— DIRECTIONS FOR THIS TASK —
Within the material below, how many lines contain the word "AtomFeed"? Give that number only.

— EXTRACTED MATERIAL —
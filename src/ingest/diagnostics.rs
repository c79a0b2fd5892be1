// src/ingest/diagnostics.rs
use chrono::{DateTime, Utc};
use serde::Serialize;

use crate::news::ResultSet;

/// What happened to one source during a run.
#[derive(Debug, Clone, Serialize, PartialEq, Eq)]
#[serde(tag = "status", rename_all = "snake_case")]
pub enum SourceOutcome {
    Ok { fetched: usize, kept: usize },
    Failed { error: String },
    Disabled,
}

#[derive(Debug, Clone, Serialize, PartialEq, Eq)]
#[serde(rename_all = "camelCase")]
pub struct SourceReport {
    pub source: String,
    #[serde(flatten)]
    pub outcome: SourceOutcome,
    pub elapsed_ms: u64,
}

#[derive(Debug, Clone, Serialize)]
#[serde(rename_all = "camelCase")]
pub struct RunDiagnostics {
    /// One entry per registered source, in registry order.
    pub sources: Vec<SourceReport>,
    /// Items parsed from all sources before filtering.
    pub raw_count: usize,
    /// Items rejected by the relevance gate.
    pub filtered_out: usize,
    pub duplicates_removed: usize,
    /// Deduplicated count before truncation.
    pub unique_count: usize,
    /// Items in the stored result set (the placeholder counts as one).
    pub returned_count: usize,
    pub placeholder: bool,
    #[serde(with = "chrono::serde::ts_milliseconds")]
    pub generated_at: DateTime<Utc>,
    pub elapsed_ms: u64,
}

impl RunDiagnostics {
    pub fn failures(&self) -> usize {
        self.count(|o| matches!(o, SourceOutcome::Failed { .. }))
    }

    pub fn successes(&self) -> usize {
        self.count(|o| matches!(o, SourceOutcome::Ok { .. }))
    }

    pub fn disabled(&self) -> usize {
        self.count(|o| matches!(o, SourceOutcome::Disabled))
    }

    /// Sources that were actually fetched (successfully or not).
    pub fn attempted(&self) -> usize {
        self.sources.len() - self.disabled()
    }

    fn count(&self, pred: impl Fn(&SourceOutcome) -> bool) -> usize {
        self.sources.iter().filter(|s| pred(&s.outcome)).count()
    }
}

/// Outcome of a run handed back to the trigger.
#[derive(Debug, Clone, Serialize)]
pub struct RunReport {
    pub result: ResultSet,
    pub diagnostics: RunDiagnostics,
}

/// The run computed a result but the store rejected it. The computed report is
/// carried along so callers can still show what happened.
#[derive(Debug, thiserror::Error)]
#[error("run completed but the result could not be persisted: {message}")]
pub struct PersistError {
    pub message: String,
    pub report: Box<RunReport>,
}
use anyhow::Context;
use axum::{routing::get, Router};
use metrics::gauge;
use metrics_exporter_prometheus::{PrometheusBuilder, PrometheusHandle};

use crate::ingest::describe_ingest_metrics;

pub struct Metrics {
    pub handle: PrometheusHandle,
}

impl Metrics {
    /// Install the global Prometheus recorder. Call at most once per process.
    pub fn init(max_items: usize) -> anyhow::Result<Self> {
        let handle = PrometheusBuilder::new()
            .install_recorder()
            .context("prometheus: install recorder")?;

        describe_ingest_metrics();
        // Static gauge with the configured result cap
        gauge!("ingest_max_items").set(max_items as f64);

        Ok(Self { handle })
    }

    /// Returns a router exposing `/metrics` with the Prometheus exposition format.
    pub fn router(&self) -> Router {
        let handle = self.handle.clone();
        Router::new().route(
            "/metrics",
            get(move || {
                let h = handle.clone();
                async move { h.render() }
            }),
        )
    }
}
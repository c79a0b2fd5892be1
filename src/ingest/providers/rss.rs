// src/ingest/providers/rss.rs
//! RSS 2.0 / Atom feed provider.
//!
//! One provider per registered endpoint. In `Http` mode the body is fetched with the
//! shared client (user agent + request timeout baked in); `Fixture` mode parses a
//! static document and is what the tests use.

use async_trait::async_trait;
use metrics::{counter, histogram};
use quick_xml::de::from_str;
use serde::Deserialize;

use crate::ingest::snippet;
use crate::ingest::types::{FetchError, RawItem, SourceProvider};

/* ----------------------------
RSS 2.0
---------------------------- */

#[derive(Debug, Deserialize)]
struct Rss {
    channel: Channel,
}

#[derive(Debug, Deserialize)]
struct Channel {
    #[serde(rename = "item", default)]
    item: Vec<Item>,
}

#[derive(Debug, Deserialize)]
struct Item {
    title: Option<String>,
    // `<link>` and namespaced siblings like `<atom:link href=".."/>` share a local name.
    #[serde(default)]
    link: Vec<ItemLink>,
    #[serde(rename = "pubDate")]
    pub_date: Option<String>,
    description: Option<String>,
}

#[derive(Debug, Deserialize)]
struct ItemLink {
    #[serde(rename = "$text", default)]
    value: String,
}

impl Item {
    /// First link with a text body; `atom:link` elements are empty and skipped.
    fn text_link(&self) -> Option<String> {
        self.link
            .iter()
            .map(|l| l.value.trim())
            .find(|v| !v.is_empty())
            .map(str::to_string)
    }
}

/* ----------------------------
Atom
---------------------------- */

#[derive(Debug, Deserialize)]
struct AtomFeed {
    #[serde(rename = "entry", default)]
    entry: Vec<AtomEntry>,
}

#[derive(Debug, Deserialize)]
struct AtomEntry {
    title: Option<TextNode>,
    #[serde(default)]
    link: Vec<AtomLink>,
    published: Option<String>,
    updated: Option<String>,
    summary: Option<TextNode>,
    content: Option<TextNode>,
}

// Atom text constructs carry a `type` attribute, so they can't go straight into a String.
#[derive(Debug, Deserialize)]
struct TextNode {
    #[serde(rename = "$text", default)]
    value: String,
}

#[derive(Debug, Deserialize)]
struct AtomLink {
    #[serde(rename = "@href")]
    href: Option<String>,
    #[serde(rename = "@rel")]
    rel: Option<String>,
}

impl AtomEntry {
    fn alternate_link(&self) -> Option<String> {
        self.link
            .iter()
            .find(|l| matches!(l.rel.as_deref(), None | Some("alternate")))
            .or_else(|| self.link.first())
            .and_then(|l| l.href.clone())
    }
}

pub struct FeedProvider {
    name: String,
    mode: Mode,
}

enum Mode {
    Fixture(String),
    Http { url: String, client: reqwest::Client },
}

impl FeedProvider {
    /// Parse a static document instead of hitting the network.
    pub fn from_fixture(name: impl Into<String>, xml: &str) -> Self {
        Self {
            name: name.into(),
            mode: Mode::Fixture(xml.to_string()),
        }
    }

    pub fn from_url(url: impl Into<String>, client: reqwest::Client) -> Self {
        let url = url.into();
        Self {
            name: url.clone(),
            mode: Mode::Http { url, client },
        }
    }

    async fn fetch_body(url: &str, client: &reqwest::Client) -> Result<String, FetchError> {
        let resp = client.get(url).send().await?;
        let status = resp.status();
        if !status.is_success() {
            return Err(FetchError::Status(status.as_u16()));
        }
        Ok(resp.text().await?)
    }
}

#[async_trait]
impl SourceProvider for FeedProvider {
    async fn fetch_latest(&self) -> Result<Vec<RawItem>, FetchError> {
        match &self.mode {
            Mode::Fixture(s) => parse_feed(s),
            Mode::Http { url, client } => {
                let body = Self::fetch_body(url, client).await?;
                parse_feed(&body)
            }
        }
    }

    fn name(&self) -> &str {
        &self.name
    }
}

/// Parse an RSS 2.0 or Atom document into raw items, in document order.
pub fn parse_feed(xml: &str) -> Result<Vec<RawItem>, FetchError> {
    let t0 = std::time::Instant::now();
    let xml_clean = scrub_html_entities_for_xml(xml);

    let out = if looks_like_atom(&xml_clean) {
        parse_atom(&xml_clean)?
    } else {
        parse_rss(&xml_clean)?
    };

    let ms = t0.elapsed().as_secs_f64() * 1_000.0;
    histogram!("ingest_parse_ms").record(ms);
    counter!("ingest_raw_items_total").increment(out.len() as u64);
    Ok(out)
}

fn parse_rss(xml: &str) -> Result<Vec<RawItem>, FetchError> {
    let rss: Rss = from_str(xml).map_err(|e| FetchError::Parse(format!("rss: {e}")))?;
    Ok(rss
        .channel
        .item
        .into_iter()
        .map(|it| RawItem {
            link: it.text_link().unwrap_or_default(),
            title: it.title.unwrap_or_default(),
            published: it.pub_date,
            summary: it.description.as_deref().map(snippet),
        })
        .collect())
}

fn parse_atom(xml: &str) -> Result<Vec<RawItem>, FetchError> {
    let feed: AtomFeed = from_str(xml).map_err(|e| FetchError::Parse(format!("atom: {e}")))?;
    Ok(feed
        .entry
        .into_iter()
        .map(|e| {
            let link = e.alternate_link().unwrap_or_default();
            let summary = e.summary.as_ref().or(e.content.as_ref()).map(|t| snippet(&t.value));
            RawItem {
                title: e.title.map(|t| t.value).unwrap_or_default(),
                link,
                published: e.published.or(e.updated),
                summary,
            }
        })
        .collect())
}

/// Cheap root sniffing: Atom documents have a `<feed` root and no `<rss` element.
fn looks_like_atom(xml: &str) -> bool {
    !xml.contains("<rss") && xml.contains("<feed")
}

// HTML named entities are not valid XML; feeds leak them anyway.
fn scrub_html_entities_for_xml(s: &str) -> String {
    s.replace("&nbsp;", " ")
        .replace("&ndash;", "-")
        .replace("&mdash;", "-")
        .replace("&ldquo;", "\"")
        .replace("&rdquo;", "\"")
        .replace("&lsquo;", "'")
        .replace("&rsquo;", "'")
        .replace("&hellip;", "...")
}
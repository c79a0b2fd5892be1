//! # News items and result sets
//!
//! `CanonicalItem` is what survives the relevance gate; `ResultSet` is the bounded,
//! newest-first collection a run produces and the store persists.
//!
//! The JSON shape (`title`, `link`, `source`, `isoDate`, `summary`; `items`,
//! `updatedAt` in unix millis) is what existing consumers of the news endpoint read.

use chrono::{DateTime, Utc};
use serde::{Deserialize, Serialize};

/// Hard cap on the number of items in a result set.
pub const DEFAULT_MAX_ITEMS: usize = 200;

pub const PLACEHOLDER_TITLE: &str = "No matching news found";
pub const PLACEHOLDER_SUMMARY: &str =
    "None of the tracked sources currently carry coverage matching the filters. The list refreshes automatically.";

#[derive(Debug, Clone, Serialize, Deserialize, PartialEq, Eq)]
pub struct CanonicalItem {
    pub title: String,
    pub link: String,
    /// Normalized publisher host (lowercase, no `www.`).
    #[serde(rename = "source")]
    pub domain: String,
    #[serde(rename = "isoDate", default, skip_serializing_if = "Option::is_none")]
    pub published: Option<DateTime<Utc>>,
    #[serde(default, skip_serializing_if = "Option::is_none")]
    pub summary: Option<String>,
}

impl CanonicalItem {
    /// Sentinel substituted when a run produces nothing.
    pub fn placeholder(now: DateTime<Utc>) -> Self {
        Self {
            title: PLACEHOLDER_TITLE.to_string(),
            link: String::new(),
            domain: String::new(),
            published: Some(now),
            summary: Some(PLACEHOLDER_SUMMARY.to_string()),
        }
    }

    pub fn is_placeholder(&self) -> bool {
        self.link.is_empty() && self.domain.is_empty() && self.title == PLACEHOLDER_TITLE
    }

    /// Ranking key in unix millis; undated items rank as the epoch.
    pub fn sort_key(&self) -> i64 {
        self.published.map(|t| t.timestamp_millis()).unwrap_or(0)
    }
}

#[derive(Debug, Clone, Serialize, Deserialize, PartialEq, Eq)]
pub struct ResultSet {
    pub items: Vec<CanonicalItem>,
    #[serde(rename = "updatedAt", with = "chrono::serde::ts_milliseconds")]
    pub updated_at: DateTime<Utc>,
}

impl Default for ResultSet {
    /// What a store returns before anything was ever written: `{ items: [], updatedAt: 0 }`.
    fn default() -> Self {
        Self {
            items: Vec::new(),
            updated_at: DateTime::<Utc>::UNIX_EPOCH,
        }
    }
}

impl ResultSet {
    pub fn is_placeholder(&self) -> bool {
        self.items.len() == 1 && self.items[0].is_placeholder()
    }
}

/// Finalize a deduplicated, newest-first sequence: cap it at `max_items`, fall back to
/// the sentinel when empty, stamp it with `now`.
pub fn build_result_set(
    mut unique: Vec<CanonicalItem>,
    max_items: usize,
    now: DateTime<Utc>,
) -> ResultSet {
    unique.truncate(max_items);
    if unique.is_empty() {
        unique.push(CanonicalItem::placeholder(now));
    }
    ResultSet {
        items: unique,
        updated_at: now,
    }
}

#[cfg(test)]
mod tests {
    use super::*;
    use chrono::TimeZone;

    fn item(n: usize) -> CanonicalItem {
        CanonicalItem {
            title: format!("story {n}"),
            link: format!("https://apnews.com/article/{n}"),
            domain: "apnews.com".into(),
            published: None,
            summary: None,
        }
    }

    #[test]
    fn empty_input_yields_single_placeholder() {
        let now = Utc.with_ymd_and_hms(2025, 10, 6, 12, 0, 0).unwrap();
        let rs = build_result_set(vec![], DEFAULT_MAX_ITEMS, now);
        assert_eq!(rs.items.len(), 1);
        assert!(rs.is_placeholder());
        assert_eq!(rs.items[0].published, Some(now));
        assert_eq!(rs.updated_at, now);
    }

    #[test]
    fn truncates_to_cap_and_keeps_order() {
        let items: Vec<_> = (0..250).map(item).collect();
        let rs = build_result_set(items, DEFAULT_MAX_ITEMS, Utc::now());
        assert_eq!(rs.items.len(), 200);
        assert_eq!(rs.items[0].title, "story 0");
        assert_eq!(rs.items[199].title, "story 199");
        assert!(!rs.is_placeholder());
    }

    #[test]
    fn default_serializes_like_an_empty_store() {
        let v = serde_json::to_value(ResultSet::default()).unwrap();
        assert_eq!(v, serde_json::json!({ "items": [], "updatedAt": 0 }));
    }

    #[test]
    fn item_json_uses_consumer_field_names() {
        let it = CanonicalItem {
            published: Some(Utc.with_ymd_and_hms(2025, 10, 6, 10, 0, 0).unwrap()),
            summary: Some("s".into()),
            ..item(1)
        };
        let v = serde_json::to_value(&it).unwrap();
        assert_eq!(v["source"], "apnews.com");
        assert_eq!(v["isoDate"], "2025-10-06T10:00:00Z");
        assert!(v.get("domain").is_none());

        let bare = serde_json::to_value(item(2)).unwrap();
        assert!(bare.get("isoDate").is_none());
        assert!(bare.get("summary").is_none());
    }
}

---

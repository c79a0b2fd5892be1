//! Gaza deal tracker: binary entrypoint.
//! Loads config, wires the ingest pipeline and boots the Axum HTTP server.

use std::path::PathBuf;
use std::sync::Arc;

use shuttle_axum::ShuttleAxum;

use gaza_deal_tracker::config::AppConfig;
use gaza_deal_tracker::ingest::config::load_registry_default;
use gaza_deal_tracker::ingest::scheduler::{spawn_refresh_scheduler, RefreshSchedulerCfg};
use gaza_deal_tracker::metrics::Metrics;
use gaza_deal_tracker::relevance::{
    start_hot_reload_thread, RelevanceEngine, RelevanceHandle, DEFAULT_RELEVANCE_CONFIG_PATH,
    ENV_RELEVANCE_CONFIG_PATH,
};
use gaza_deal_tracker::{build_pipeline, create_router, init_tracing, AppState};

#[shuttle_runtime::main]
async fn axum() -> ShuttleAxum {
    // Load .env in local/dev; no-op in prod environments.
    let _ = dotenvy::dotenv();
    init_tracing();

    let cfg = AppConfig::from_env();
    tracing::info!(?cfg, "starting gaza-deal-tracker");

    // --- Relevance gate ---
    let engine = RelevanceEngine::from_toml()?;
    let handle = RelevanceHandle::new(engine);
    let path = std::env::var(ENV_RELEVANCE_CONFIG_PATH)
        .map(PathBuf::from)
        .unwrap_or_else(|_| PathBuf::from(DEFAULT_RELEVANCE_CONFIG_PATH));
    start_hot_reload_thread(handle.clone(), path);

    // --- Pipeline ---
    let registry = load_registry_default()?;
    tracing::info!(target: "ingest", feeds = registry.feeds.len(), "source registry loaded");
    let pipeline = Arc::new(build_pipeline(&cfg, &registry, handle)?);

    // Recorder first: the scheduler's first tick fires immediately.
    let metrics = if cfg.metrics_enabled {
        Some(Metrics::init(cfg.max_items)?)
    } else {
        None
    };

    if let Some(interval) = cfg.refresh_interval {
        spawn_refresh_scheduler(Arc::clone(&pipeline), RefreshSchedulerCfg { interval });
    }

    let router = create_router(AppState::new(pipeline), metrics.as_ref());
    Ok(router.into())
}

--

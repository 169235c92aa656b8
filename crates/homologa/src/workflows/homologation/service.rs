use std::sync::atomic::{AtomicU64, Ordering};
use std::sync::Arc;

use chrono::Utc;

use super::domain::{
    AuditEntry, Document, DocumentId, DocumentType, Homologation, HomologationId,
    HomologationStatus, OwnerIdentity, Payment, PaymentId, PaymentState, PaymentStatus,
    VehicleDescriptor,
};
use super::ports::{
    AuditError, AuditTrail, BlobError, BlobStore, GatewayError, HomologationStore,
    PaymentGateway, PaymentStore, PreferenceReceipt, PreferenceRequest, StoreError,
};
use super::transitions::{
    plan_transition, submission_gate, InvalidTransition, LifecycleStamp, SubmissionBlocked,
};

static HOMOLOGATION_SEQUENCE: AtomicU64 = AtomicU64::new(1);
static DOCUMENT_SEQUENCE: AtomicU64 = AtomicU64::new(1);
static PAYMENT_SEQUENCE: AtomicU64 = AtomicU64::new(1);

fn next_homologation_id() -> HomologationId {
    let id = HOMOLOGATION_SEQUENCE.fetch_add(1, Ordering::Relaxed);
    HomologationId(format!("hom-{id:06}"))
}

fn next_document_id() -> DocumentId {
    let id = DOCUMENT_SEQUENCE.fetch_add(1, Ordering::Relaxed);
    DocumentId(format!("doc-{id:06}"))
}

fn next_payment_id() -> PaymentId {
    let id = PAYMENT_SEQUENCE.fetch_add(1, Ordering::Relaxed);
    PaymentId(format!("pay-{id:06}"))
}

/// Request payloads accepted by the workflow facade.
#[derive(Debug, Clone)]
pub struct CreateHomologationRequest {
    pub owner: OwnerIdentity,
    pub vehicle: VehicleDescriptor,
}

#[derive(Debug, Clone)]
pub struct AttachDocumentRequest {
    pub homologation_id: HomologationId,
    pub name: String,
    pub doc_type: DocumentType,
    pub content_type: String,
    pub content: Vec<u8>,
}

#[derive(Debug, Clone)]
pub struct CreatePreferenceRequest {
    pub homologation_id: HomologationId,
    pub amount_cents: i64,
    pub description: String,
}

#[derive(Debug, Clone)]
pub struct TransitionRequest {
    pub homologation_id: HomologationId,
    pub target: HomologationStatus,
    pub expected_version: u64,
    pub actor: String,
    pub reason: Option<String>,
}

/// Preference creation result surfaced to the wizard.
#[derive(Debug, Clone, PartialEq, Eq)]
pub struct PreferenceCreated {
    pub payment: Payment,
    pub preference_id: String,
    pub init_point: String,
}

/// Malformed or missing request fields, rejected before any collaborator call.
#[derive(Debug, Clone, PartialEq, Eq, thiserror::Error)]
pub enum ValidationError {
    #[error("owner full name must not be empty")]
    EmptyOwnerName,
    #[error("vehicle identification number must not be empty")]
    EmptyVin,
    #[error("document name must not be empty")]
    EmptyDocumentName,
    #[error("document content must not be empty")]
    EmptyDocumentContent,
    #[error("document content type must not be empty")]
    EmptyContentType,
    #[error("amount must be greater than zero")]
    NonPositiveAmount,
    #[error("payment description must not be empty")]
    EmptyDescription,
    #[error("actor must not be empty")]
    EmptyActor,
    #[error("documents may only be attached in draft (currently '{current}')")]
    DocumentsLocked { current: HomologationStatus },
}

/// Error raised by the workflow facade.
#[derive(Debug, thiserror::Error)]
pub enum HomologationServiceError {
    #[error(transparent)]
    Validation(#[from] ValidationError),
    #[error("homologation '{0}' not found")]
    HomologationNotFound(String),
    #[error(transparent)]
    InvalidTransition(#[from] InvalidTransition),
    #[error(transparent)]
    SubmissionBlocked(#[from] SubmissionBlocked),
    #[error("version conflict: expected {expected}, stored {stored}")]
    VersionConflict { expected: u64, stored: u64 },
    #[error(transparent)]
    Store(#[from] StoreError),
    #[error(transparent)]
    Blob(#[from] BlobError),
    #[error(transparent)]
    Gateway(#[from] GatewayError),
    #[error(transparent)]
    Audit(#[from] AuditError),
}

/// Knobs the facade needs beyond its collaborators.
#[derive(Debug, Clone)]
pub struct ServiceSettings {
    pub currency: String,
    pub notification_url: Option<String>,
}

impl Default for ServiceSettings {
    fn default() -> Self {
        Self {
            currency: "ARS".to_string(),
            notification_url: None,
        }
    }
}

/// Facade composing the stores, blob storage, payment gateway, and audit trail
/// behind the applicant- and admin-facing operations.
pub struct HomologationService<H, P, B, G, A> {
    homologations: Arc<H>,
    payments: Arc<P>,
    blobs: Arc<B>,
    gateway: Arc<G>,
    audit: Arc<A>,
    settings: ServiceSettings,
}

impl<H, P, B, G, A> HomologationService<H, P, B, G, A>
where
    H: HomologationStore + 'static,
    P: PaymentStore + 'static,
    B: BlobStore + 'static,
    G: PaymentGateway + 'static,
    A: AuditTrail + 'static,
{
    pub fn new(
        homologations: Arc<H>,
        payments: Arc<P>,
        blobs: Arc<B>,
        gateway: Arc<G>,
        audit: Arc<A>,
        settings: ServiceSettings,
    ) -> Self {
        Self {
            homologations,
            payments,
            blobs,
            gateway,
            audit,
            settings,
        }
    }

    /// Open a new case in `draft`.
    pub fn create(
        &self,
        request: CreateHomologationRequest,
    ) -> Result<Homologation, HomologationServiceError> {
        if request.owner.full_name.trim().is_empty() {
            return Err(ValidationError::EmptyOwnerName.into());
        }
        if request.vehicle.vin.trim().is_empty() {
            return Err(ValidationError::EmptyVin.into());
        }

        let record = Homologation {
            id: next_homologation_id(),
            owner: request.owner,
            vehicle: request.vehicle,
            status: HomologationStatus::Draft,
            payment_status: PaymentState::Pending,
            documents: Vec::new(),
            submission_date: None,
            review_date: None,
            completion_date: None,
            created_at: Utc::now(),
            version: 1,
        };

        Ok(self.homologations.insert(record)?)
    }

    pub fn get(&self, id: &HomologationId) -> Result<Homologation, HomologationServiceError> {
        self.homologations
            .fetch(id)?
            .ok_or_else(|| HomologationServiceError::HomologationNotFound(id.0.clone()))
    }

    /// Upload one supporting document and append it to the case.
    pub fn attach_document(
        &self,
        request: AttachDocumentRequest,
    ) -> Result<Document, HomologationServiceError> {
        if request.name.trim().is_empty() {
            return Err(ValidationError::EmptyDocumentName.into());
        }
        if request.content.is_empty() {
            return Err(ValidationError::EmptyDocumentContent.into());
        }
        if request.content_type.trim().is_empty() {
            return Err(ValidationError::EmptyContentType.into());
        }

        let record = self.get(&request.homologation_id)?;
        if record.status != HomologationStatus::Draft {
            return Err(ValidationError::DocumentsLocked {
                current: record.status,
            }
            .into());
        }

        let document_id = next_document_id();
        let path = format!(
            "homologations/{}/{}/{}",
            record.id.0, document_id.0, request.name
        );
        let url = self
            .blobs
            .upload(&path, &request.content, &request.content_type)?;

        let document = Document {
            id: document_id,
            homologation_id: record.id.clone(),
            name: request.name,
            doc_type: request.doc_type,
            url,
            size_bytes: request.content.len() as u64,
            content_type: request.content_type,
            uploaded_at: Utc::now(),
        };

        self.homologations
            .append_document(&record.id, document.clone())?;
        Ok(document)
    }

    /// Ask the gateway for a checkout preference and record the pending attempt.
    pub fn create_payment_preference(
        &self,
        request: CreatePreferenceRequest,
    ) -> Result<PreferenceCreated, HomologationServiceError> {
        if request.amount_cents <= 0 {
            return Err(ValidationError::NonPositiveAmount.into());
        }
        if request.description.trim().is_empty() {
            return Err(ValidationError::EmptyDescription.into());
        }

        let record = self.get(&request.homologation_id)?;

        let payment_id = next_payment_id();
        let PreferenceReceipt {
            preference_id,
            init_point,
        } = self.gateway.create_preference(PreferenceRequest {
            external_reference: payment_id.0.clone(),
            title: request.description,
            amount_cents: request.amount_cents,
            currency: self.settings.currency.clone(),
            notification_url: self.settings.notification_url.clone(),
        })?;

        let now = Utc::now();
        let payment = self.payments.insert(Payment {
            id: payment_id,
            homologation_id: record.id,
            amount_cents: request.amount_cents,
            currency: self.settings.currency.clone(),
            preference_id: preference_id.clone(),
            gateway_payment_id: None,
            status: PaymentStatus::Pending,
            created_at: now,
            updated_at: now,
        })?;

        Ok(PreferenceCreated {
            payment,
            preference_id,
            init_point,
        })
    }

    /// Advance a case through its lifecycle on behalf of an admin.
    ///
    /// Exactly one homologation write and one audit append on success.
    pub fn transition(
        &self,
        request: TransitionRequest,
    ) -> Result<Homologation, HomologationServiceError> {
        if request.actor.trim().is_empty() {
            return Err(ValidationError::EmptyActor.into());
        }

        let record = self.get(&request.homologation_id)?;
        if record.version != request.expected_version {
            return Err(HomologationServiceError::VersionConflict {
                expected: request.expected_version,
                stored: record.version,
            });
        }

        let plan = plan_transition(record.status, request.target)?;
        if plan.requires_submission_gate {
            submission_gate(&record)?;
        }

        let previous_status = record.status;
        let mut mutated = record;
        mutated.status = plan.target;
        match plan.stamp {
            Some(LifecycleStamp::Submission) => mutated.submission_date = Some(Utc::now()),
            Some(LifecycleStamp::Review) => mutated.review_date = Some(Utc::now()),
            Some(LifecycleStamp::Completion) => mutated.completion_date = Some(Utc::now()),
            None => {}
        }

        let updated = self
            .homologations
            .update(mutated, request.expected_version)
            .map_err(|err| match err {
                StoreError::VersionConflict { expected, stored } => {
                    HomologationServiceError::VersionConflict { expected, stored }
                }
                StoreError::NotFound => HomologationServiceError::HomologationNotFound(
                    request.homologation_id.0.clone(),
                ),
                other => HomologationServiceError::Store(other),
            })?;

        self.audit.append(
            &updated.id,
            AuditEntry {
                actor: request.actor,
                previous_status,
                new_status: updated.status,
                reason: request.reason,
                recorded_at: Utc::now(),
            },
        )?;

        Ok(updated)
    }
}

— THE COMPLETED TASK —
2